Il sospetto a Palazzo Chigi e nel M5S è che Salvini usi la politica economica per distrarre l’attenzione dall’affare Russia. Pubblicamente sceglie ancora la trincea. In Tv, ospite di Quarta Repubblica, difende i suoi, da Gianluca Savoini al consulente a Palazzo Chigi Claudio D’Amico, di cui si rincorrono voci di dimissioni. «In uno Stato di diritto si è innocenti fino a prova contraria», insiste Salvini. Poco prima aveva detto: «Non abbiamo chiesto né visto un euro, lascio divertirsi gli amanti di James Bond. Non parlo di spie russe». E cita i sondaggi («La Lega cresce ancora») come prova che anche gli italiani ritengano la vicenda «surreale», fantasie diffuse «perché sicuramente diamo fastidio a qualcuno».
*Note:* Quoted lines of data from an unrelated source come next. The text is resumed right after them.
//! Request spans for the affiliate API.

use tower_http::LatencyUnit;
use tower_http::classify::{ServerErrorsAsFailures, SharedClassifier};
use tower_http::trace::{DefaultMakeSpan, DefaultOnResponse, TraceLayer};
use tracing::Level;

/// Trace layer wrapped around the affiliate routes when request logging is on.
///
/// Each request gets an `INFO` span with method, URI and version; the
/// response line carries status and latency in milliseconds. Redirects are
/// high volume, so headers are left out of the span to keep reader user
/// agents and cookies out of the log.
///
/// ```text
/// INFO request{method=GET uri=/api/affiliate/redirect?p=P1&pr=X1 version=HTTP/1.1}: finished processing request latency=3 ms status=302
/// ```
pub fn layer() -> TraceLayer<SharedClassifier<ServerErrorsAsFailures>> {
    TraceLayer::new_for_http()
        .make_span_with(
            DefaultMakeSpan::new()
                .level(Level::INFO)
                .include_headers(false),
        )
        .on_response(
            DefaultOnResponse::new()
                .level(Level::INFO)
                .latency_unit(LatencyUnit::Millis),
        )
}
Ma dal Carroccio non si esclude affatto che alla fine possa presentarsi in Parlamento. I Cinque Stelle sono convinti che cederà al pressing e che riferirà al Senato la prossima settimana. Oggi alle 18 la presidente Elisabetta Alberti Casellati vedrà il segretario dem Nicola Zingaretti e il capogruppo Pd a Palazzo Madama, Andrea Marcucci. E se Di Maio evita di infierire, rivendicando la concentrazione sui dossier Alitalia e Ilva, è Alessandro Di Battista ad attaccare: «Salvini il bugiardo è impegnato a mentire, la sua difesa sul caso Russia-Savoini è ridicola». Come se non bastasse, torna alla carica la ministra della Difesa Elisabetta Trenta, che accusa il titolare del Viminale: «Ha bloccato l’emendamento che prevede 7 milioni di straordinari per i soldati di “Strade sicure”». Il sottosegretario Molteni replica: «Il confronto con il M5S non c’è ancora stato, strano che Trenta non lo sappia».